Investigations on cell proliferation in B6C3F(1) mouse liver by diethanolamine.

Diethanolamine (DEA) has been shown to induce liver tumours in B6C3F(1) mice in a previous 2-year dermal study. To elucidate the mode of action groups of eight male and eight female B6C3F1 mice were dermally exposed to daily DEA doses of 0 or 160 mg/kg body weight/day for 1 week. Reversibility was assessed after a 3-week treatment-free recovery period. Subsequently groups of 10 male B6C3F(1) mice were dermally exposed to daily DEA doses of 0 or 160 mg/kg body weight for 1, 4 or 13 weeks. Finally, groups of 8 male B6C3F(1) mice were dermally exposed to daily DEA doses of 0, 10, 20, 40, 80, and 160 mg/kg body weight for 1 and 13 weeks. Following a 1-week treatment, DEA caused increased cell proliferation (5-bromo-2'-deoxyuridine (BrdU) method) in zone 3 (central vein region) of the liver lobules at 160 mg/kg body weight.

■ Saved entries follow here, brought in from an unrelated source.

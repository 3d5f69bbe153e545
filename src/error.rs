use thiserror::Error;

/// Bare discriminant of the last error, reported by
/// [`FlatFs::last_error`](crate::FlatFs::last_error). Unlike [`FsError`] this
/// is `Copy` and has a `None` variant meaning "the last call succeeded".
#[derive(Debug, Clone, Copy, PartialEq, Eq)]
pub enum ErrorKind {
    None,
    OutOfSpace,
    FileNotOpen,
    FileOpen,
    FileNotFound,
    FileReadOnly,
    FileAlreadyExists,
    ExceedsMaxFileSize,
    IllegalFilename,
    Io,
}

#[derive(Error, Debug)]
pub enum FsError {
    #[error("no free file slot or data block left")]
    OutOfSpace,
    #[error("file is not open")]
    FileNotOpen,
    #[error("file is already open")]
    FileOpen,
    #[error("no file with that name")]
    FileNotFound,
    #[error("file handle is read-only")]
    FileReadOnly,
    #[error("a file with that name already exists")]
    FileAlreadyExists,
    #[error("position past end of file or maximum file size")]
    ExceedsMaxFileSize,
    #[error("illegal file name")]
    IllegalFilename,
    #[error("block device failure")]
    Io(#[from] std::io::Error),
}

impl FsError {
    pub fn kind(&self) -> ErrorKind {
        match self {
            FsError::OutOfSpace => ErrorKind::OutOfSpace,
            FsError::FileNotOpen => ErrorKind::FileNotOpen,
            FsError::FileOpen => ErrorKind::FileOpen,
            FsError::FileNotFound => ErrorKind::FileNotFound,
            FsError::FileReadOnly => ErrorKind::FileReadOnly,
            FsError::FileAlreadyExists => ErrorKind::FileAlreadyExists,
            FsError::ExceedsMaxFileSize => ErrorKind::ExceedsMaxFileSize,
            FsError::IllegalFilename => ErrorKind::IllegalFilename,
            FsError::Io(_) => ErrorKind::Io,
        }
    }
}
use std::mem;

use zerocopy::{AsBytes, FromBytes, FromZeroes};

use crate::fs::MAX_FILENAME_LEN;

/// Size of the on-disk name field; names shorter than the field are
/// NUL-padded, so the longest legal name still leaves a terminating zero.
const NAME_FIELD: usize = MAX_FILENAME_LEN + 1;

const OPEN_FLAG: u8 = 0x01;

/// On-disk directory entry, one per directory-zone block and slot-aligned
/// with the inode zone: entry `i` names the file whose inode lives in inode
/// block `i`. The open flag is advisory metadata guarding against a second
/// concurrent handle, not a mutual-exclusion primitive.
#[repr(C)]
#[derive(FromZeroes, FromBytes, AsBytes, Clone, Copy, Debug)]
pub struct DirEntry {
    name: [u8; NAME_FIELD],
    flags: u8,
    _reserved: u8,
    slot: u16,
}

impl DirEntry {
    /// Builds a closed entry for `name`. The name must already be validated;
    /// over-length names are rejected at the API boundary.
    pub fn new(name: &str, slot: usize) -> Self {
        debug_assert!(!name.is_empty() && name.len() <= MAX_FILENAME_LEN);
        let mut field = [0u8; NAME_FIELD];
        field[..name.len()].copy_from_slice(name.as_bytes());
        Self {
            name: field,
            flags: 0,
            _reserved: 0,
            slot: slot as u16,
        }
    }

    pub fn parse(buf: &[u8]) -> Option<Self> {
        Self::read_from(buf.get(..mem::size_of::<Self>())?)
    }

    /// Exact byte match against the NUL-terminated name field.
    pub fn name_matches(&self, name: &str) -> bool {
        let bytes = name.as_bytes();
        bytes.len() <= MAX_FILENAME_LEN
            && &self.name[..bytes.len()] == bytes
            && self.name[bytes.len()] == 0
    }

    pub fn slot(&self) -> usize {
        self.slot as usize
    }

    pub fn is_open(&self) -> bool {
        self.flags & OPEN_FLAG != 0
    }

    pub fn set_open(&mut self, open: bool) {
        if open {
            self.flags |= OPEN_FLAG;
        } else {
            self.flags &= !OPEN_FLAG;
        }
    }
}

Reversibility of liver cell proliferation was demonstrated in the recovery phase. In the subsequent studies increased cell proliferation was observed at 10 mg/kg body weight or higher after 13 weeks of treatment. These results support the hypothesis that sustained liver cell proliferation is a potential non genotoxic mode of action by which DEA promotes liver tumours in B6C3F(1) mice.